+++ DATA SUPPLIED +++

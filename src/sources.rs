//! The fixed list of feeds polled on every run.
//!
//! | Source | Format |
//! |--------|--------|
//! | OpenAI Blog | RSS |
//! | Google DeepMind | RSS |
//! | Anthropic | RSS |
//! | MIT Technology Review - AI | RSS |
//! | VentureBeat AI | RSS |
//! | Synced Review | RSS |
//! | Hugging Face Blog | RSS |
//! | The Verge - AI | Atom |
//! | NVIDIA Blog - AI | RSS |
//!
//! Sources are processed in this order, which is also the tie-break order
//! for entries that share a timestamp.

use crate::models::FeedSource;

pub const FEED_SOURCES: &[FeedSource] = &[
    FeedSource {
        name: "OpenAI Blog",
        url: "https://openai.com/blog/rss.xml",
    },
    FeedSource {
        name: "Google DeepMind",
        url: "https://deepmind.google/blog/rss.xml",
    },
    FeedSource {
        name: "Anthropic",
        url: "https://www.anthropic.com/news/rss.xml",
    },
    FeedSource {
        name: "MIT Technology Review - AI",
        url: "https://www.technologyreview.com/topic/artificial-intelligence/feed",
    },
    FeedSource {
        name: "VentureBeat AI",
        url: "https://venturebeat.com/category/ai/feed/",
    },
    FeedSource {
        name: "Synced Review",
        url: "https://syncedreview.com/feed/",
    },
    FeedSource {
        name: "Hugging Face Blog",
        url: "https://huggingface.co/blog/feed.xml",
    },
    FeedSource {
        name: "The Verge - AI",
        url: "https://www.theverge.com/ai-artificial-intelligence/rss/index.xml",
    },
    FeedSource {
        name: "NVIDIA Blog - AI",
        url: "https://blogs.nvidia.com/blog/category/ai/feed/",
    },
];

+++

ABOUT THIS TASK:
Return exactly the opening lines of the listing above, ending with the line that has "Review | RSS |".

EXERCISE RESPONSE:
filename src/sources.rs
//! The fixed list of feeds polled on every run.
//!
//! | Source | Format |
//! |--------|--------|
//! | OpenAI Blog | RSS |
//! | Google DeepMind | RSS |
//! | Anthropic | RSS |
//! | MIT Technology Review - AI | RSS |
//! | VentureBeat AI | RSS |
//! | Synced Review | RSS |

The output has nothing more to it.